Work order
Only these lines are needed: the first line of the entries below through the line with "p-value is 1.", each returned exactly.

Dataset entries
//! Sample ratio mismatch (SRM) detection.
//!
//! Chi-square goodness-of-fit of the observed per-variant counts against an
//! equal split.

use crate::data::Dataset;
use crate::error::{ExperimentError, Result};
use serde::{Deserialize, Serialize};
use statrs::distribution::{ChiSquared, ContinuousCDF};

/// P-value below which the assignment ratio is flagged.
pub const SRM_THRESHOLD: f64 = 0.001;

/// Result of an SRM check.
#[derive(Debug, Clone, Serialize, Deserialize)]
pub struct SrmResult {
    /// Observed row counts per variant, in first-seen order.
    pub observed: Vec<(String, usize)>,
    /// Expected count per variant under an equal split.
    pub expected: f64,
    /// Chi-square statistic.
    pub statistic: f64,
    /// Degrees of freedom (variants − 1).
    pub df: usize,
    /// P-value of the goodness-of-fit test.
    pub p_value: f64,
}

impl SrmResult {
    /// Whether the mismatch is strong enough to warn about.
    pub fn is_mismatch(&self) -> bool {
        self.p_value < SRM_THRESHOLD
    }
}

/// Chi-square goodness-of-fit of `counts` against equal expected counts.
///
/// Returns `(statistic, p_value)`. With fewer than two categories there is
/// no ratio to test and the p-value is 1.
pub fn chi_square_equal_split(counts: &[usize]) -> Result<(f64, f64)> {
    let total: usize = counts.iter().sum();
    if total == 0 {
        return Err(ExperimentError::EmptyData(
            "no observations for chi-square test".to_string(),
        ));
    }
    if counts.len() < 2 {
        return Ok((0.0, 1.0));
    }

    let expected = total as f64 / counts.len() as f64;
    let statistic: f64 = counts
        .iter()
        .map(|&o| (o as f64 - expected).powi(2) / expected)
        .sum();

    let dist = ChiSquared::new((counts.len() - 1) as f64).map_err(ExperimentError::distribution)?;
    let p_value = (1.0 - dist.cdf(statistic)).clamp(0.0, 1.0);
    Ok((statistic, p_value))
}

/// Check a dataset's variant column for sample ratio mismatch.
///
/// Rows with a missing variant are not counted.
pub fn check_srm(dataset: &Dataset, variant_col: &str) -> Result<SrmResult> {
    let labels = dataset.labels(variant_col)?;
    let variants = dataset.distinct(variant_col)?;

    let observed: Vec<(String, usize)> = variants
        .into_iter()
        .map(|v| {
            let n = labels.iter().filter(|l| l.as_deref() == Some(v.as_str())).count();
            (v, n)
        })
        .collect();
    let counts: Vec<usize> = observed.iter().map(|(_, n)| *n).collect();
    let (statistic, p_value) = chi_square_equal_split(&counts)?;

    let total: usize = counts.iter().sum();
    Ok(SrmResult {
        expected: total as f64 / counts.len() as f64,
        df: counts.len().saturating_sub(1),
        observed,
        statistic,
        p_value,
    })
}

#[cfg(test)]
mod tests {
    use super::*;
    use approx::assert_relative_eq;

    fn split(n_a: usize, n_b: usize) -> Dataset {
        let mut labels = vec!["A"; n_a];
        labels.extend(vec!["B"; n_b]);
        Dataset::new().with_categorical("variant", labels).unwrap()
    }

    #[test]
    fn test_even_split_passes() {
        let res = check_srm(&split(100, 100), "variant").unwrap();

        assert_relative_eq!(res.statistic, 0.0);
        assert_relative_eq!(res.p_value, 1.0);
        assert!(!res.is_mismatch());
    }

    #[test]
    fn test_ninety_ten_split_flags() {
        let res = check_srm(&split(180, 20), "variant").unwrap();

        assert!(res.is_mismatch());
        assert_eq!(res.observed, vec![("A".to_string(), 180), ("B".to_string(), 20)]);
        assert_relative_eq!(res.statistic, 128.0);
    }

    #[test]
    fn test_reference_p_value() {
        // scipy.stats.chisquare([55, 45]) -> statistic 1.0, p 0.3173
        let (stat, p) = chi_square_equal_split(&[55, 45]).unwrap();
        assert_relative_eq!(stat, 1.0);
        assert_relative_eq!(p, 0.3173, epsilon = 1e-4);
    }

    #[test]
    fn test_single_variant() {
        let (stat, p) = chi_square_equal_split(&[10]).unwrap();
        assert_eq!(stat, 0.0);
        assert_eq!(p, 1.0);
    }

    #[test]
    fn test_missing_column() {
        assert!(check_srm(&split(1, 1), "arm").is_err());
    }
}
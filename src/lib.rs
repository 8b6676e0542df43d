//! Experiment design, A/B test analysis and observational causal inference.
//!
//! The library is organized into composable modules:
//!
//! - **data**: Tabular datasets, CSV I/O and synthetic generators
//! - **power**: Sample size calculation and simulated power
//! - **test**: Welch t-test, sample ratio mismatch and Bayesian comparisons
//! - **variance**: CUPED variance reduction
//! - **analysis**: Per-variant experiment analysis and segment drill-down
//! - **model**: Linear (OLS / ridge / lasso) and tree-ensemble regressors
//! - **causal**: Difference-in-differences, synthetic control and T-learner HTE
//! - **plan**: Experiment plans with deterministic sizing
//! - **pipeline**: YAML job files
//!
//! # Example
//!
//! ```no_run
//! use abcausal::prelude::*;
//!
//! let data = Dataset::from_csv("experiment.csv").unwrap();
//! let config = AnalysisConfig::new("revenue", "variant").with_covariate("revenue_pre");
//! let analysis = analyze_experiment(&data, &config).unwrap();
//! println!("{}", analysis);
//!
//! let plan = calculate_sample_size(&PowerRequest::binary(0.05, 0.01)).unwrap();
//! println!("{} users per group", plan.n_per_group);
//! ```

pub mod analysis;
pub mod causal;
pub mod data;
pub mod error;
pub mod model;
pub mod pipeline;
pub mod plan;
pub mod power;
pub mod random;
pub mod test;
pub mod variance;

/// Convenient re-exports for common usage.
pub mod prelude {
    pub use crate::analysis::{
        analyze_experiment, auto_drill_down, AnalysisConfig, AnalysisResult, AnalysisType,
        DrillDownInsight, ExperimentAnalysis,
    };
    pub use crate::causal::{
        analyze_observational, find_sensitive_segments, CausalResult, DifferenceInDifferences,
        HteLearner, MethodKind, ObservationalMethod, ScmMethod, SegmentInsight, SyntheticControl,
        TimePoint,
    };
    pub use crate::data::{
        generate_ab_test, generate_did_panel, generate_scm_panel, AbTestConfig, Dataset,
        DidPanelConfig, MetricType, ScmPanelConfig, Variable, VariableType,
    };
    pub use crate::error::{ExperimentError, Result};
    pub use crate::model::{LinearRegressor, Penalty, RandomForestRegressor, Regressor};
    pub use crate::pipeline::{Job, JobConfig, JobOutput};
    pub use crate::plan::{
        CriticService, ExperimentInputs, ExperimentSpec, PlanService, TextGenerator,
    };
    pub use crate::power::{
        calculate_sample_size, estimate_duration_days, simulate_power_two_proportion,
        PowerRequest, PowerResult, SimulationConfig,
    };
    pub use crate::test::{check_srm, welch_t_test, SrmResult, WelchResult};
    pub use crate::variance::{apply_cuped, CupedAdjustment};
}
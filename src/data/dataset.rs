//! In-memory tabular dataset used as input to every analysis.

use crate::error::{ExperimentError, Result};
use serde::{Deserialize, Serialize};
use std::collections::{HashMap, HashSet};
use std::io::{Read, Write};
use std::path::Path;

/// A cell value that can be categorical, continuous, or missing.
#[derive(Debug, Clone, PartialEq, Serialize, Deserialize)]
pub enum Variable {
    /// Categorical value with a string level.
    Categorical(String),
    /// Continuous numeric value.
    Continuous(f64),
    /// Missing value.
    Missing,
}

impl Variable {
    /// Check if this is a missing value.
    pub fn is_missing(&self) -> bool {
        matches!(self, Variable::Missing)
    }

    /// Try to get as categorical string.
    pub fn as_categorical(&self) -> Option<&str> {
        match self {
            Variable::Categorical(s) => Some(s),
            _ => None,
        }
    }

    /// Try to get as continuous f64.
    pub fn as_continuous(&self) -> Option<f64> {
        match self {
            Variable::Continuous(v) => Some(*v),
            _ => None,
        }
    }

    /// Label used when the value identifies a group (variant, unit, segment).
    ///
    /// Continuous values use the shortest float display, so `1.0` is `"1"`.
    pub fn label(&self) -> Option<String> {
        match self {
            Variable::Categorical(s) => Some(s.clone()),
            Variable::Continuous(v) => Some(format!("{}", v)),
            Variable::Missing => None,
        }
    }

    fn parse(raw: &str, var_type: VariableType) -> Self {
        let raw = raw.trim();
        if is_missing_token(raw) {
            return Variable::Missing;
        }
        match var_type {
            VariableType::Continuous => match raw.parse::<f64>() {
                Ok(v) if v.is_finite() => Variable::Continuous(v),
                _ => Variable::Missing,
            },
            VariableType::Categorical => Variable::Categorical(raw.to_string()),
        }
    }
}

impl From<f64> for Variable {
    fn from(v: f64) -> Self {
        if v.is_nan() {
            Variable::Missing
        } else {
            Variable::Continuous(v)
        }
    }
}

impl From<Option<f64>> for Variable {
    fn from(v: Option<f64>) -> Self {
        v.map(Variable::from).unwrap_or(Variable::Missing)
    }
}

impl From<&str> for Variable {
    fn from(s: &str) -> Self {
        Variable::Categorical(s.to_string())
    }
}

impl From<String> for Variable {
    fn from(s: String) -> Self {
        Variable::Categorical(s)
    }
}

/// Column type, inferred on load or from the cells of a new column.
#[derive(Debug, Clone, Copy, PartialEq, Eq, Serialize, Deserialize)]
pub enum VariableType {
    Categorical,
    Continuous,
}

fn is_missing_token(raw: &str) -> bool {
    raw.is_empty() || raw == "NA" || raw == "na" || raw == "NaN" || raw == "nan"
}

/// Column-oriented table of named columns.
///
/// Every operation that derives data returns a new `Dataset`; the receiver
/// is never modified.
#[derive(Debug, Clone, Default)]
pub struct Dataset {
    /// Column names in order.
    column_names: Vec<String>,
    /// Cells stored per column.
    columns: HashMap<String, Vec<Variable>>,
    /// Type of each column.
    column_types: HashMap<String, VariableType>,
    /// Number of rows.
    n_rows: usize,
}

impl Dataset {
    /// Create an empty dataset.
    pub fn new() -> Self {
        Self::default()
    }

    /// Load a dataset from a CSV file with a header row.
    ///
    /// Columns are inferred as continuous if all values parse as numbers,
    /// otherwise categorical. Empty cells and `NA`/`NaN` are missing.
    pub fn from_csv<P: AsRef<Path>>(path: P) -> Result<Self> {
        let file = std::fs::File::open(path)?;
        Self::from_reader(file)
    }

    /// Load a dataset from any CSV reader.
    pub fn from_reader<R: Read>(reader: R) -> Result<Self> {
        let mut rdr = csv::ReaderBuilder::new()
            .has_headers(true)
            .flexible(true)
            .from_reader(reader);

        let header: Vec<String> = rdr.headers()?.iter().map(|h| h.trim().to_string()).collect();
        if header.is_empty() || header.iter().all(|h| h.is_empty()) {
            return Err(ExperimentError::EmptyData("CSV has no header".to_string()));
        }

        let mut raw_rows: Vec<Vec<String>> = Vec::new();
        for record in rdr.records() {
            let record = record?;
            if record.iter().all(|f| f.trim().is_empty()) {
                continue;
            }
            raw_rows.push(record.iter().map(String::from).collect());
        }

        let mut dataset = Dataset::new();
        for (col_idx, name) in header.iter().enumerate() {
            let cell = |row: &Vec<String>| row.get(col_idx).map(|s| s.trim().to_string());
            let all_numeric = raw_rows.iter().all(|row| match cell(row) {
                None => true,
                Some(v) => is_missing_token(&v) || v.parse::<f64>().is_ok(),
            });
            let var_type = if all_numeric {
                VariableType::Continuous
            } else {
                VariableType::Categorical
            };
            let values: Vec<Variable> = raw_rows
                .iter()
                .map(|row| match cell(row) {
                    Some(v) => Variable::parse(&v, var_type),
                    None => Variable::Missing,
                })
                .collect();
            dataset = dataset.insert(name, values, var_type)?;
        }
        dataset.n_rows = raw_rows.len();
        Ok(dataset)
    }

    /// Write the dataset as CSV with a header row.
    pub fn to_csv<P: AsRef<Path>>(&self, path: P) -> Result<()> {
        let file = std::fs::File::create(path)?;
        self.to_writer(file)
    }

    /// Write the dataset as CSV to any writer.
    pub fn to_writer<W: Write>(&self, writer: W) -> Result<()> {
        let mut wtr = csv::Writer::from_writer(writer);
        wtr.write_record(&self.column_names)?;
        for row in 0..self.n_rows {
            let record: Vec<String> = self
                .column_names
                .iter()
                .map(|name| self.columns[name][row].label().unwrap_or_default())
                .collect();
            wtr.write_record(&record)?;
        }
        wtr.flush()?;
        Ok(())
    }

    /// Add (or replace) a column, returning the extended dataset.
    ///
    /// The column type is continuous unless some cell is categorical.
    pub fn with_column(self, name: &str, values: Vec<Variable>) -> Result<Self> {
        let var_type = if values.iter().any(|v| v.as_categorical().is_some()) {
            VariableType::Categorical
        } else {
            VariableType::Continuous
        };
        let values = if var_type == VariableType::Categorical {
            values
                .into_iter()
                .map(|v| match v {
                    Variable::Continuous(x) => Variable::Categorical(format!("{}", x)),
                    other => other,
                })
                .collect()
        } else {
            values
        };
        self.insert(name, values, var_type)
    }

    /// Add a continuous column.
    pub fn with_continuous(self, name: &str, values: Vec<f64>) -> Result<Self> {
        let values = values.into_iter().map(Variable::from).collect();
        self.insert(name, values, VariableType::Continuous)
    }

    /// Add a continuous column with explicit missing values.
    pub fn with_optional(self, name: &str, values: Vec<Option<f64>>) -> Result<Self> {
        let values = values.into_iter().map(Variable::from).collect();
        self.insert(name, values, VariableType::Continuous)
    }

    /// Add a categorical column.
    pub fn with_categorical<S: Into<String>>(self, name: &str, values: Vec<S>) -> Result<Self> {
        let values = values
            .into_iter()
            .map(|s| Variable::Categorical(s.into()))
            .collect();
        self.insert(name, values, VariableType::Categorical)
    }

    fn insert(mut self, name: &str, values: Vec<Variable>, var_type: VariableType) -> Result<Self> {
        if self.column_names.is_empty() {
            self.n_rows = values.len();
        } else if values.len() != self.n_rows {
            return Err(ExperimentError::DimensionMismatch {
                expected: self.n_rows,
                actual: values.len(),
            });
        }
        if !self.columns.contains_key(name) {
            self.column_names.push(name.to_string());
        }
        self.columns.insert(name.to_string(), values);
        self.column_types.insert(name.to_string(), var_type);
        Ok(self)
    }

    /// Column names in order.
    pub fn column_names(&self) -> &[String] {
        &self.column_names
    }

    /// Number of rows.
    pub fn n_rows(&self) -> usize {
        self.n_rows
    }

    /// Number of columns.
    pub fn n_columns(&self) -> usize {
        self.column_names.len()
    }

    /// Check if there are no rows.
    pub fn is_empty(&self) -> bool {
        self.n_rows == 0
    }

    /// Check if a column exists.
    pub fn has_column(&self, column: &str) -> bool {
        self.columns.contains_key(column)
    }

    /// Fail with `MissingColumn` for the first absent column.
    pub fn require_columns(&self, columns: &[&str]) -> Result<()> {
        match columns.iter().find(|c| !self.has_column(c)) {
            Some(c) => Err(ExperimentError::MissingColumn(c.to_string())),
            None => Ok(()),
        }
    }

    /// Get the type of a column.
    pub fn column_type(&self, column: &str) -> Option<VariableType> {
        self.column_types.get(column).copied()
    }

    /// Get all cells of a column.
    pub fn column(&self, column: &str) -> Result<&[Variable]> {
        self.columns
            .get(column)
            .map(Vec::as_slice)
            .ok_or_else(|| ExperimentError::MissingColumn(column.to_string()))
    }

    /// Get a column as numbers, with `None` for missing cells.
    pub fn numeric(&self, column: &str) -> Result<Vec<Option<f64>>> {
        if self.column_type(column) == Some(VariableType::Categorical) {
            return Err(ExperimentError::InvalidVariableType {
                column: column.to_string(),
                reason: "expected a numeric column".to_string(),
            });
        }
        Ok(self.column(column)?.iter().map(Variable::as_continuous).collect())
    }

    /// Get a column as group labels, with `None` for missing cells.
    pub fn labels(&self, column: &str) -> Result<Vec<Option<String>>> {
        Ok(self.column(column)?.iter().map(Variable::label).collect())
    }

    /// Distinct non-missing labels of a column in first-seen order.
    pub fn distinct(&self, column: &str) -> Result<Vec<String>> {
        let mut seen = HashSet::new();
        let mut levels = Vec::new();
        for label in self.labels(column)?.into_iter().flatten() {
            if seen.insert(label.clone()) {
                levels.push(label);
            }
        }
        Ok(levels)
    }

    /// Keep only rows where `mask` is true.
    pub fn filter_rows(&self, mask: &[bool]) -> Result<Self> {
        if mask.len() != self.n_rows {
            return Err(ExperimentError::DimensionMismatch {
                expected: self.n_rows,
                actual: mask.len(),
            });
        }
        let indices: Vec<usize> = mask
            .iter()
            .enumerate()
            .filter(|(_, &keep)| keep)
            .map(|(i, _)| i)
            .collect();
        Ok(self.select_rows(&indices))
    }

    /// Keep rows whose label in `column` equals `value`.
    pub fn filter_eq(&self, column: &str, value: &str) -> Result<Self> {
        let mask: Vec<bool> = self
            .labels(column)?
            .iter()
            .map(|l| l.as_deref() == Some(value))
            .collect();
        self.filter_rows(&mask)
    }

    /// Build a dataset from the given row indices (in order).
    pub fn select_rows(&self, indices: &[usize]) -> Self {
        let columns = self
            .columns
            .iter()
            .map(|(name, values)| {
                let subset = indices.iter().map(|&i| values[i].clone()).collect();
                (name.clone(), subset)
            })
            .collect();
        Self {
            column_names: self.column_names.clone(),
            columns,
            column_types: self.column_types.clone(),
            n_rows: indices.len(),
        }
    }
}
//! Synthetic control method.
//!
//! The treated unit's pre-intervention outcomes are regressed on the control
//! units' outcomes; the fitted weights then extrapolate a counterfactual for
//! the post period.

use crate::causal::panel::{sorted_unique, time_points, TimePoint};
use crate::causal::CausalResult;
use crate::data::Dataset;
use crate::error::{ExperimentError, Result};
use crate::model::{fit_linear, Penalty};
use nalgebra::DMatrix;
use serde::{Deserialize, Serialize};
use serde_json::json;
use std::collections::{BTreeSet, HashMap};
use std::fmt;
use std::str::FromStr;
use tracing::debug;

/// Method name reported in results.
pub const SCM_METHOD: &str = "Synthetic Control Method";

/// Regression used to learn control-unit weights.
#[derive(Debug, Clone, Copy, PartialEq, Eq, Default, Serialize, Deserialize)]
#[serde(rename_all = "lowercase")]
pub enum ScmMethod {
    /// Unpenalized least squares.
    Ols,
    /// Ridge with α = 1.0.
    #[default]
    Ridge,
    /// Lasso with α = 0.1.
    Lasso,
}

impl ScmMethod {
    pub fn penalty(&self) -> Penalty {
        match self {
            ScmMethod::Ols => Penalty::None,
            ScmMethod::Ridge => Penalty::Ridge(1.0),
            ScmMethod::Lasso => Penalty::Lasso(0.1),
        }
    }
}

impl fmt::Display for ScmMethod {
    fn fmt(&self, f: &mut fmt::Formatter<'_>) -> fmt::Result {
        f.write_str(match self {
            ScmMethod::Ols => "ols",
            ScmMethod::Ridge => "ridge",
            ScmMethod::Lasso => "lasso",
        })
    }
}

impl FromStr for ScmMethod {
    type Err = ExperimentError;

    fn from_str(s: &str) -> Result<Self> {
        match s.trim().to_ascii_lowercase().as_str() {
            "ols" => Ok(ScmMethod::Ols),
            "ridge" => Ok(ScmMethod::Ridge),
            "lasso" => Ok(ScmMethod::Lasso),
            other => Err(ExperimentError::InvalidParameter(format!(
                "unknown SCM method '{}' (expected ols, ridge or lasso)",
                other
            ))),
        }
    }
}

/// Column roles and the intervention for a synthetic control fit.
#[derive(Debug, Clone, PartialEq, Serialize, Deserialize)]
pub struct SyntheticControl {
    pub unit_col: String,
    pub time_col: String,
    pub outcome_col: String,
    pub treated_unit: String,
    /// First time point of the post period (inclusive).
    pub intervention_time: TimePoint,
    #[serde(default)]
    pub method: ScmMethod,
}

/// Outcomes pivoted to time × unit.
struct Panel {
    times: Vec<TimePoint>,
    units: Vec<String>,
    values: DMatrix<f64>,
}

impl SyntheticControl {
    pub fn new(
        unit_col: &str,
        time_col: &str,
        outcome_col: &str,
        treated_unit: &str,
        intervention_time: impl Into<TimePoint>,
    ) -> Self {
        Self {
            unit_col: unit_col.to_string(),
            time_col: time_col.to_string(),
            outcome_col: outcome_col.to_string(),
            treated_unit: treated_unit.to_string(),
            intervention_time: intervention_time.into(),
            method: ScmMethod::default(),
        }
    }

    pub fn with_method(mut self, method: ScmMethod) -> Self {
        self.method = method;
        self
    }

    /// Build the synthetic counterfactual and estimate the post-period ATT.
    ///
    /// # Errors
    /// Missing columns, an unbalanced or duplicated panel, an unknown treated
    /// unit, no control units, or no pre- or post-intervention time points.
    pub fn fit(&self, dataset: &Dataset) -> Result<CausalResult> {
        let panel = self.pivot(dataset)?;

        let treated = panel
            .units
            .iter()
            .position(|u| *u == self.treated_unit)
            .ok_or_else(|| {
                ExperimentError::InvalidParameter(format!(
                    "treated unit '{}' not found in column '{}'",
                    self.treated_unit, self.unit_col
                ))
            })?;
        let controls: Vec<usize> = (0..panel.units.len()).filter(|&j| j != treated).collect();
        if controls.is_empty() {
            return Err(ExperimentError::EmptyData("no control units".to_string()));
        }

        let mut pre = Vec::new();
        let mut post = Vec::new();
        for (i, t) in panel.times.iter().enumerate() {
            if t.at_or_after(&self.intervention_time)? {
                post.push(i);
            } else {
                pre.push(i);
            }
        }
        if pre.is_empty() {
            return Err(ExperimentError::EmptyData(
                "No pre-intervention data available".to_string(),
            ));
        }
        if post.is_empty() {
            return Err(ExperimentError::EmptyData(
                "No post-intervention data available".to_string(),
            ));
        }

        let block = |rows: &[usize]| DMatrix::from_fn(rows.len(), controls.len(), |i, j| panel.values[(rows[i], controls[j])]);
        let outcome = |rows: &[usize]| -> Vec<f64> { rows.iter().map(|&i| panel.values[(i, treated)]).collect() };

        let x_pre = block(&pre);
        let y_pre = outcome(&pre);
        let fit = fit_linear(&x_pre, &y_pre, self.method.penalty())?;

        let synthetic_pre = fit.predict(&x_pre);
        let pre_rmse = (y_pre
            .iter()
            .zip(&synthetic_pre)
            .map(|(a, s)| (a - s).powi(2))
            .sum::<f64>()
            / y_pre.len() as f64)
            .sqrt();

        let actual_post = outcome(&post);
        let synthetic_post = fit.predict(&block(&post));
        let effect = actual_post
            .iter()
            .zip(&synthetic_post)
            .map(|(a, s)| a - s)
            .sum::<f64>()
            / actual_post.len() as f64;
        debug!(effect, pre_rmse, method = %self.method, "synthetic control fitted");

        let weights: serde_json::Map<String, serde_json::Value> = controls
            .iter()
            .zip(&fit.weights)
            .map(|(&j, w)| (panel.units[j].clone(), json!(w)))
            .collect();
        let post_times: Vec<serde_json::Value> = post.iter().map(|&i| panel.times[i].to_json()).collect();

        let mut result = CausalResult::new(effect, SCM_METHOD);
        result.details.insert("weights".to_string(), serde_json::Value::Object(weights));
        result.details.insert("intercept".to_string(), json!(fit.intercept));
        result.details.insert("actual_post".to_string(), json!(actual_post));
        result.details.insert("synthetic_post".to_string(), json!(synthetic_post));
        result.details.insert("post_times".to_string(), json!(post_times));
        result.details.insert("pre_rmse".to_string(), json!(pre_rmse));
        result.details.insert("regression".to_string(), json!(self.method.to_string()));
        Ok(result)
    }

    fn pivot(&self, dataset: &Dataset) -> Result<Panel> {
        dataset.require_columns(&[self.unit_col.as_str(), self.time_col.as_str(), self.outcome_col.as_str()])?;

        let units = dataset.labels(&self.unit_col)?;
        let times = time_points(dataset, &self.time_col)?;
        let outcome = dataset.numeric(&self.outcome_col)?;

        let mut cells = Vec::with_capacity(dataset.n_rows());
        for i in 0..dataset.n_rows() {
            match (&units[i], &times[i], outcome[i]) {
                (Some(u), Some(t), Some(y)) => cells.push((u.clone(), t.clone(), y)),
                _ => {
                    return Err(ExperimentError::InvalidParameter(format!(
                        "row {} has a missing unit, time or outcome",
                        i
                    )))
                }
            }
        }

        let unit_names: Vec<String> = cells
            .iter()
            .map(|c| c.0.clone())
            .collect::<BTreeSet<_>>()
            .into_iter()
            .collect();
        let time_axis = sorted_unique(&cells.iter().map(|c| c.1.clone()).collect::<Vec<_>>())?;
        let unit_index: HashMap<&str, usize> = unit_names
            .iter()
            .enumerate()
            .map(|(j, u)| (u.as_str(), j))
            .collect();

        let mut values = DMatrix::from_element(time_axis.len(), unit_names.len(), f64::NAN);
        for (u, t, y) in &cells {
            let j = unit_index[u.as_str()];
            let i = time_axis
                .iter()
                .position(|p| p == t)
                .ok_or_else(|| ExperimentError::Numerical(format!("time point {} not on axis", t)))?;
            if !values[(i, j)].is_nan() {
                return Err(ExperimentError::InvalidParameter(format!(
                    "duplicate observation for unit '{}' at time {}",
                    u, t
                )));
            }
            values[(i, j)] = *y;
        }
        if values.iter().any(|v| v.is_nan()) {
            return Err(ExperimentError::InvalidParameter(
                "unbalanced panel: every unit needs an outcome at every time point".to_string(),
            ));
        }

        Ok(Panel {
            times: time_axis,
            units: unit_names,
            values,
        })
    }
}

Worked solution
//! Sample ratio mismatch (SRM) detection.
//!
//! Chi-square goodness-of-fit of the observed per-variant counts against an
//! equal split.

use crate::data::Dataset;
use crate::error::{ExperimentError, Result};
use serde::{Deserialize, Serialize};
use statrs::distribution::{ChiSquared, ContinuousCDF};

/// P-value below which the assignment ratio is flagged.
pub const SRM_THRESHOLD: f64 = 0.001;

/// Result of an SRM check.
#[derive(Debug, Clone, Serialize, Deserialize)]
pub struct SrmResult {
    /// Observed row counts per variant, in first-seen order.
    pub observed: Vec<(String, usize)>,
    /// Expected count per variant under an equal split.
    pub expected: f64,
    /// Chi-square statistic.
    pub statistic: f64,
    /// Degrees of freedom (variants − 1).
    pub df: usize,
    /// P-value of the goodness-of-fit test.
    pub p_value: f64,
}

impl SrmResult {
    /// Whether the mismatch is strong enough to warn about.
    pub fn is_mismatch(&self) -> bool {
        self.p_value < SRM_THRESHOLD
    }
}

/// Chi-square goodness-of-fit of `counts` against equal expected counts.
///
/// Returns `(statistic, p_value)`. With fewer than two categories there is
/// no ratio to test and the p-value is 1.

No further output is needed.